We have decided to articulate our perspective publicly in this “Hands Free” Manifesto. Why? So that our users know where we’re going (and can tell us how crazy or how inspired we are, or both). So that we can be a voice for what we see as positive change in all the technology therapists rely on, not just our product. And so that we can push ourselves and our industry in a “race to the top”. If someone else can deliver on our “hands free” vision better than we can, then therapists and their clients win, and that’s what matters.
The seven points of our “Hands Free” Manifesto follow:
AI, as it is today, not as it might be, is far more powerful than most people think and far less ubiquitous than it could be. It is up to us as builders to figure out how to realize this untapped potential for our users. As we build, we focus on what’s possible now, ignoring the utopians, the alarmists, and the disillusioned. They are nothing but noise. We are shipping AI product today, building toward a future where trusted AI is all around us, always studying, always learning, and always taking action in ways we want that matter to us, with no human input required.
It follows that the days of machines requiring humans to stare at screens filled with a million boxes are over. A computer interface that takes a dependency on human cognition and musculoskeletal interaction is doomed to fail. Human brains are no longer needed as the direct producers of product input. Human hands are no longer needed as the direct mechanism of product action. Brains and hands are free to do other, more human, more important, things.
The paradigm has inverted, the machines now serve us. Our computer interfaces are now designed for zero intentional human interaction. There is nothing wrong with activating human neural impulses in front of a screen, but this is completely optional. “Hands free” is the default. Wet brains interact with machines because we choose to, not because we have to. Our users feel freedom and relief as they are no longer tied to technology. They can focus on doing the work they love, not the work they hate.
What does this mean for therapists? Here’s our vision: you walk in to your office in the morning, you spend your day connecting with clients, laughing, crying, feeling happy for them when there’s a breakthrough, feeling frustrated with them when there’s not. Then you finish your day, you get up, walk out of your office, and go home to live your life. That’s it, no notes, no billing, no scheduling, no paperwork, no insurance hassle. You focus on being human with your clients and trust that Thera will take care of the rest. This is the future we aspire to.
We do not fully control the timeline for making this future happen. Users will move to “hands free” on their own timelines, and those timelines will be driven by trust. The more users trust, the less they need to control, and the more “hands free” they become. The irony for us as builders is that we cannot build trust directly. Trust depends on the quality and consistency of our product outputs and actions. Trust is a reflection of us as stewards of product and data. Trust prioritizes transparency over correctness. Trust requires humility.

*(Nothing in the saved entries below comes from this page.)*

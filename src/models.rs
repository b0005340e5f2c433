//! Catalog records - products, ingredients, recipe rows and calculation-scoped costs.
//!
//! Field names serialize in camelCase so exported JSON stays readable by the
//! browser build of the calculator (`pricePerUnit`, `qtyPerProduct`, ...).

use crate::{
    core::ids::{IdKind, generate_id},
    errors::{Error, Result},
};
use serde::{Deserialize, Serialize};
use std::{fmt, str::FromStr};

/// Unit label carried alongside an ingredient quantity. Never converted.
#[derive(Debug, Clone, Copy, PartialEq, Eq, Hash, Serialize, Deserialize)]
#[serde(rename_all = "lowercase")]
pub enum Unit {
    /// Grams (older catalogs stored this as `gr`)
    #[serde(alias = "gr")]
    Gram,
    /// Kilograms
    Kg,
    /// Pieces
    Pcs,
    /// Liters
    Liter,
}

impl Unit {
    /// Every supported unit, in the order the entry form lists them.
    pub const ALL: [Self; 4] = [Self::Gram, Self::Kg, Self::Pcs, Self::Liter];

    /// Canonical label used in storage and exports.
    #[must_use]
    pub const fn as_str(self) -> &'static str {
        match self {
            Self::Gram => "gram",
            Self::Kg => "kg",
            Self::Pcs => "pcs",
            Self::Liter => "liter",
        }
    }
}

impl fmt::Display for Unit {
    fn fmt(&self, f: &mut fmt::Formatter<'_>) -> fmt::Result {
        f.pad(self.as_str())
    }
}

impl FromStr for Unit {
    type Err = Error;

    fn from_str(s: &str) -> Result<Self> {
        match s.trim().to_ascii_lowercase().as_str() {
            "gram" | "gr" => Ok(Self::Gram),
            "kg" => Ok(Self::Kg),
            "pcs" => Ok(Self::Pcs),
            "liter" => Ok(Self::Liter),
            _ => Err(Error::InvalidUnit {
                unit: s.to_string(),
            }),
        }
    }
}

/// A sellable item.
#[derive(Debug, Clone, PartialEq, Serialize, Deserialize)]
#[serde(rename_all = "camelCase")]
pub struct Product {
    /// Generated identifier (`prd_...`)
    pub id: String,
    /// Display name
    pub name: String,
    /// Free-text channel label (e.g. "frozen", "online")
    #[serde(rename = "type", default)]
    pub product_type: String,
    /// Markup applied when the calculation does not override it
    pub default_margin_percent: f64,
}

/// A purchasable raw material.
#[derive(Debug, Clone, PartialEq, Serialize, Deserialize)]
#[serde(rename_all = "camelCase")]
pub struct Ingredient {
    /// Generated identifier (`ing_...`)
    pub id: String,
    /// Display name, used as the natural key on import
    pub name: String,
    /// Unit the price and recipe quantities are expressed in
    pub unit: Unit,
    /// Cost of exactly one `unit`
    pub price_per_unit: f64,
}

/// One recipe row: how much of an ingredient one unit of a product consumes.
#[derive(Debug, Clone, PartialEq, Serialize, Deserialize)]
#[serde(rename_all = "camelCase")]
pub struct Requirement {
    /// Owning product
    pub product_id: String,
    /// Consumed ingredient
    pub ingredient_id: String,
    /// Quantity per product unit, in the ingredient's own unit
    pub qty_per_product: f64,
}

/// A recipe row without its product, as handed to
/// [`EntityStore::upsert_requirement_rows`](crate::core::store::EntityStore::upsert_requirement_rows).
#[derive(Debug, Clone, PartialEq, Serialize, Deserialize)]
#[serde(rename_all = "camelCase")]
pub struct RequirementRow {
    /// Consumed ingredient
    pub ingredient_id: String,
    /// Quantity per product unit
    pub qty_per_product: f64,
}

impl RequirementRow {
    /// Creates a row.
    #[must_use]
    pub fn new(ingredient_id: impl Into<String>, qty_per_product: f64) -> Self {
        Self {
            ingredient_id: ingredient_id.into(),
            qty_per_product,
        }
    }

    /// A row may be committed only with an ingredient and a positive quantity.
    #[must_use]
    pub fn is_committable(&self) -> bool {
        !self.ingredient_id.trim().is_empty()
            && self.qty_per_product.is_finite()
            && self.qty_per_product > 0.0
    }
}

/// A non-material cost spread over one calculated batch (gas, packaging, ...).
///
/// Lives only as long as the calculation that uses it.
#[derive(Debug, Clone, PartialEq, Serialize, Deserialize)]
pub struct AdditionalCost {
    /// Generated identifier (`cost_...`)
    pub id: String,
    /// Label shown in the report
    pub name: String,
    /// Amount; `None` when the field was left empty
    pub amount: Option<f64>,
}

impl AdditionalCost {
    /// Creates a cost row with a fresh id.
    #[must_use]
    pub fn new(name: impl Into<String>, amount: Option<f64>) -> Self {
        Self {
            id: generate_id(IdKind::Cost),
            name: name.into(),
            amount,
        }
    }

    /// Amount with empty and non-numeric values counted as zero.
    #[must_use]
    pub fn effective_amount(&self) -> f64 {
        self.amount.filter(|a| a.is_finite()).unwrap_or(0.0)
    }
}

/// Validated input for a new product.
#[derive(Debug, Clone, PartialEq)]
pub struct ProductDraft {
    /// Trimmed, non-empty name
    pub name: String,
    /// Channel label
    pub product_type: String,
    /// Default markup
    pub default_margin_percent: f64,
}

impl ProductDraft {
    /// Validates and trims the product fields.
    ///
    /// # Errors
    /// Returns an error if the name is blank or the margin is not finite.
    pub fn new(
        name: impl Into<String>,
        product_type: impl Into<String>,
        default_margin_percent: f64,
    ) -> Result<Self> {
        let name = validated_name(name.into(), "Product")?;
        if !default_margin_percent.is_finite() {
            return Err(Error::InvalidAmount {
                amount: default_margin_percent,
            });
        }

        Ok(Self {
            name,
            product_type: product_type.into().trim().to_string(),
            default_margin_percent,
        })
    }
}

/// Validated input for a new ingredient.
#[derive(Debug, Clone, PartialEq)]
pub struct IngredientDraft {
    /// Trimmed, non-empty name
    pub name: String,
    /// Unit label
    pub unit: Unit,
    /// Non-negative price of one unit
    pub price_per_unit: f64,
}

impl IngredientDraft {
    /// Validates and trims the ingredient fields.
    ///
    /// # Errors
    /// Returns an error if the name is blank or the price is negative or not finite.
    pub fn new(name: impl Into<String>, unit: Unit, price_per_unit: f64) -> Result<Self> {
        let name = validated_name(name.into(), "Ingredient")?;
        validate_price(price_per_unit)?;

        Ok(Self {
            name,
            unit,
            price_per_unit,
        })
    }
}

/// Partial update for a product; `None` fields keep their current value.
#[derive(Debug, Clone, Default, PartialEq)]
pub struct ProductPatch {
    /// New name
    pub name: Option<String>,
    /// New channel label
    pub product_type: Option<String>,
    /// New default markup
    pub default_margin_percent: Option<f64>,
}

/// Partial update for an ingredient; `None` fields keep their current value.
#[derive(Debug, Clone, Default, PartialEq)]
pub struct IngredientPatch {
    /// New name
    pub name: Option<String>,
    /// New unit label
    pub unit: Option<Unit>,
    /// New price per unit
    pub price_per_unit: Option<f64>,
}

impl ProductPatch {
    pub(crate) fn validate(&self) -> Result<()> {
        if let Some(name) = &self.name {
            validated_name(name.clone(), "Product")?;
        }
        match self.default_margin_percent {
            Some(margin) if !margin.is_finite() => Err(Error::InvalidAmount { amount: margin }),
            _ => Ok(()),
        }
    }
}

impl IngredientPatch {
    pub(crate) fn validate(&self) -> Result<()> {
        if let Some(name) = &self.name {
            validated_name(name.clone(), "Ingredient")?;
        }
        if let Some(price) = self.price_per_unit {
            validate_price(price)?;
        }
        Ok(())
    }
}

fn validated_name(name: String, kind: &str) -> Result<String> {
    let trimmed = name.trim();
    if trimmed.is_empty() {
        return Err(Error::Config {
            message: format!("{kind} name cannot be empty"),
        });
    }
    Ok(trimmed.to_string())
}

fn validate_price(price: f64) -> Result<()> {
    if price < 0.0 || !price.is_finite() {
        return Err(Error::InvalidAmount { amount: price });
    }
    Ok(())
}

“Hands free” wins, trust leads to “hands free”, quality builds trust, and data informs quality. Therefore, the data we bring to bear in constructing a “hands free” experience is the ultimate determinant of product success. She who has the breadth and depth of data wins. Data is what makes things “just work”. Our users must be able to make the connection between the data they offer and the product quality that results from it. The tradeoff must be worth it to them.
Business models that depend on creating friction for users are dead. Business models that depend on a product that engenders user love that in turn drives usage and generates data to produce better product will succeed. Success will be sustained as long as this cycle is sustained. Product that treats data as sunk cost for users is gone. Product that treats data as a chance to build better product (that users love even more) is here. Everyone wins, us as builders, the therapists using our products, and the people they are helping heal. But the complacent incumbents do not win. They will be disrupted.
There is a direct relationship between a product’s minimalism and the love it engenders. Products that require users to do things are annoying and will go extinct. Products that take away from users things they have to do are pleasing and will thrive. A minimalist user experience lightens the user’s cognitive load. It is transparent, it is responsive, it is unobtrusive, it is undemanding, it is “just there” and it “just works”. Users love it.
We realize that bringing our “hands free” vision to life will require far more resources than we can bring to bear. We can’t make it happen ourselves, it doesn’t make sense to try. So we invite other builders of product in mental health to work toward this vision also. To the EHRs and practice management systems: let’s partner! Together we can deliver a better experience for our users than most will have ever imagined. To the AI platform and tool builders: let’s push each other! TheraPro doesn’t have a monopoly on the best ideas. More innovation will do nothing but good for the therapists using our products, and will no doubt open up new opportunities for us to collaborate.
And if your vision is different, so be it. You know now how we plan to build. May the best ideas win, for the sake of the therapists we serve.